Task item - Count the lines below that include the word "attendees" and write that number alone.
━━━━━━━━━━━━━━━━━━━━━━━━━━━━━━
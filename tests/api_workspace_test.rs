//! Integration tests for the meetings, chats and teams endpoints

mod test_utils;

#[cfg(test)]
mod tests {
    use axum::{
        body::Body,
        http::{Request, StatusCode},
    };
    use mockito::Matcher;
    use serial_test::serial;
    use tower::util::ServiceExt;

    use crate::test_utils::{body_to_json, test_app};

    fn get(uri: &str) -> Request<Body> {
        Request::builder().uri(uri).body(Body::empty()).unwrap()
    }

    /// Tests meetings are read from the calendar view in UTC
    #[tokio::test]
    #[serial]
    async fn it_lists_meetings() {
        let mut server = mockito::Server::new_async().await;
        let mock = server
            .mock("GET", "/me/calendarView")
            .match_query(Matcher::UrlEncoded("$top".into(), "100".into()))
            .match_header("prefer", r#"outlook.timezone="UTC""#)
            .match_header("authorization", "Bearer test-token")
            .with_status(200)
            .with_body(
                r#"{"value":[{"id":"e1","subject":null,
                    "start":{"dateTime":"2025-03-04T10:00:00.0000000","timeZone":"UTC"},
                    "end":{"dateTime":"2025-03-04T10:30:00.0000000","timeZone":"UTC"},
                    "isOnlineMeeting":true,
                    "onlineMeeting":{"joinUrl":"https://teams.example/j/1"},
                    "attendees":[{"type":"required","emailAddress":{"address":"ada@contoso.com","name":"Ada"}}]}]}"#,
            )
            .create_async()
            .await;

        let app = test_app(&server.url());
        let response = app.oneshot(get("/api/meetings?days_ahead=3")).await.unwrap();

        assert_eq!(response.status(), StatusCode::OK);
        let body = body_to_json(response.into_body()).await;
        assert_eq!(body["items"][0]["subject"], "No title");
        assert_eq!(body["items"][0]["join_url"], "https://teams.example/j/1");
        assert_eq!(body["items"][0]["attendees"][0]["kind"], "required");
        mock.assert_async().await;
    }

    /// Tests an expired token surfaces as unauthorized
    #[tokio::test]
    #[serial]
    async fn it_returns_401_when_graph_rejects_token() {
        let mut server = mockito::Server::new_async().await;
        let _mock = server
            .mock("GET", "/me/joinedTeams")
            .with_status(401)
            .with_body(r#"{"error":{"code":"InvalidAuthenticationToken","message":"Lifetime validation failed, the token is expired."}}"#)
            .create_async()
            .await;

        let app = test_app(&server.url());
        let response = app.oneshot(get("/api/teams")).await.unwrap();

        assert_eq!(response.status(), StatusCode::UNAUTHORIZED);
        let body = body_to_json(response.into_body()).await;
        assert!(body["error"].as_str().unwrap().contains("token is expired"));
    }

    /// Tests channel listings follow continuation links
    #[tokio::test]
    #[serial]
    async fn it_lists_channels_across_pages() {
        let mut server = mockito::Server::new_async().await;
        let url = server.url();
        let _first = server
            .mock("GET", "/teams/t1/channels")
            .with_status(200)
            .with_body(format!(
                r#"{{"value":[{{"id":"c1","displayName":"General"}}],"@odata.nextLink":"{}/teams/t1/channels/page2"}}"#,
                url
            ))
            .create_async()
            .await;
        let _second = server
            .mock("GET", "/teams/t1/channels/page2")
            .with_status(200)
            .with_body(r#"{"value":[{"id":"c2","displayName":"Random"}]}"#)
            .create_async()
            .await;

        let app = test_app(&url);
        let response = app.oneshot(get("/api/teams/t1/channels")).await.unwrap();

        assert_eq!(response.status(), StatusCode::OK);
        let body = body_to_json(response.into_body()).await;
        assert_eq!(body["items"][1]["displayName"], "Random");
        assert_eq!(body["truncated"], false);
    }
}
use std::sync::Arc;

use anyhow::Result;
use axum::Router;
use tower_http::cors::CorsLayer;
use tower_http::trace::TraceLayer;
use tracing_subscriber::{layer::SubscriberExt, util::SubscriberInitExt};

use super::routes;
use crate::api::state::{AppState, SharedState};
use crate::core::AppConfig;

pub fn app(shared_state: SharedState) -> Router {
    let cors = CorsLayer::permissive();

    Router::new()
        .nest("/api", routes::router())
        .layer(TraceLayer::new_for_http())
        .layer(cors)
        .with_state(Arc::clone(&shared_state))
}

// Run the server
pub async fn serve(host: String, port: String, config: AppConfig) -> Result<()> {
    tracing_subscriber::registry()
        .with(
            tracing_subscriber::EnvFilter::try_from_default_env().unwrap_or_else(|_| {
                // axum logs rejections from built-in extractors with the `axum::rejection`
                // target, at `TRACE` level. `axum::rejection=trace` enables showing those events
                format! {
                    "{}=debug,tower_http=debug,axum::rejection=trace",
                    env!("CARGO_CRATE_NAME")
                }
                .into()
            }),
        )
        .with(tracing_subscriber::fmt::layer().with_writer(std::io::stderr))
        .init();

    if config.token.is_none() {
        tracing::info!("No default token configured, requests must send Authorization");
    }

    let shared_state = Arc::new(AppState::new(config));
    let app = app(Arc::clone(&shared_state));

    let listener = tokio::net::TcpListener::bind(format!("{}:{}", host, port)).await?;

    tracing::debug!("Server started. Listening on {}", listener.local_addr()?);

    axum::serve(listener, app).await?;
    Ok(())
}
━━━━━━━━━━━━━━━━━━━━━━━━━━━━━━
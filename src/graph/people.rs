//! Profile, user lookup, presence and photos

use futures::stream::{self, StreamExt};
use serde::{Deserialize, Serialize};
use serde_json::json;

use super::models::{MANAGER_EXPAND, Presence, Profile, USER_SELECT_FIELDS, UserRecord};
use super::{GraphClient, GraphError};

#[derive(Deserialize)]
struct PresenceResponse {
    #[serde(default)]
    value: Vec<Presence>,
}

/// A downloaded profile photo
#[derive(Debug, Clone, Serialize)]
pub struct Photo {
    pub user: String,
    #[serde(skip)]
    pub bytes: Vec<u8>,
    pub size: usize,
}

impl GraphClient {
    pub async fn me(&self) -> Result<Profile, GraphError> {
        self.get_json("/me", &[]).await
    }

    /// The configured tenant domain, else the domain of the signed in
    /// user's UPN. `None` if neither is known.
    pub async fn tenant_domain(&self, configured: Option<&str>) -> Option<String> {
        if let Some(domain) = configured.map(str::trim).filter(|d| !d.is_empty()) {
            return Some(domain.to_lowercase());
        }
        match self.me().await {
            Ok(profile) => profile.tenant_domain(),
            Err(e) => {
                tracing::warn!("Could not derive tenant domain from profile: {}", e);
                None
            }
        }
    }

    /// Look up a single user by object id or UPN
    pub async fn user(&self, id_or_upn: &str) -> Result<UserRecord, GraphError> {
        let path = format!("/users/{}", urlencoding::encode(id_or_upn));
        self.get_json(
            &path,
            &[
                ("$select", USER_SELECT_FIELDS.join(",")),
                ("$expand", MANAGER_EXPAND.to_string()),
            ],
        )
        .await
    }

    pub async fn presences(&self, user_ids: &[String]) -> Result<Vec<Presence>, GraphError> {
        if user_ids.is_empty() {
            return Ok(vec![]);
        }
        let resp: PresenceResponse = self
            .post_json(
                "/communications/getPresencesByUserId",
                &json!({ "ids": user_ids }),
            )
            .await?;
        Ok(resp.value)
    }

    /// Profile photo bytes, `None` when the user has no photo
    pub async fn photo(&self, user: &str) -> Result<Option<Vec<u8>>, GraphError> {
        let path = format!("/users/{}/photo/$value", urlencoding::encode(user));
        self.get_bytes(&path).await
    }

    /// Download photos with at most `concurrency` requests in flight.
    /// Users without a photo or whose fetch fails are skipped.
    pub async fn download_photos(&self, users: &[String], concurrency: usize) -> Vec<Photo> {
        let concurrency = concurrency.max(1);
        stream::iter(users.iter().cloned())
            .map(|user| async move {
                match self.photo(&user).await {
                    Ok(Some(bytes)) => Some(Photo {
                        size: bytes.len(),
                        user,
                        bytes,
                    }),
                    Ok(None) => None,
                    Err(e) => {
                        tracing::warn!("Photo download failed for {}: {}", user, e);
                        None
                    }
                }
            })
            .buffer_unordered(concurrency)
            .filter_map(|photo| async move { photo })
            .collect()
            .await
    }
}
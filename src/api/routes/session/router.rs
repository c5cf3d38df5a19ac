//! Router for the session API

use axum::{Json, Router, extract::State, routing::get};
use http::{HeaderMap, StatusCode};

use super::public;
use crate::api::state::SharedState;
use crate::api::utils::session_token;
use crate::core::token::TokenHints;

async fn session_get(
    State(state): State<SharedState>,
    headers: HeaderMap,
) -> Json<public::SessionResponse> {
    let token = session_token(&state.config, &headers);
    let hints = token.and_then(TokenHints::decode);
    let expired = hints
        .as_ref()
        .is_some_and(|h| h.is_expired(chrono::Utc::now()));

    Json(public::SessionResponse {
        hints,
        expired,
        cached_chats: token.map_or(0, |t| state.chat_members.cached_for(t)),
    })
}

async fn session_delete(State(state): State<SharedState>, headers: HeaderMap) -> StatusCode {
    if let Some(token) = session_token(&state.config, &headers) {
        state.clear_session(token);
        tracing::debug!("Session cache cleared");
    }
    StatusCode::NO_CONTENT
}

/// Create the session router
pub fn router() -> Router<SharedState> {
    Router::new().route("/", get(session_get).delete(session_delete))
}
━━━━━━━━━━━━━━━━━━━━━━━━━━━━━━
Task response - 2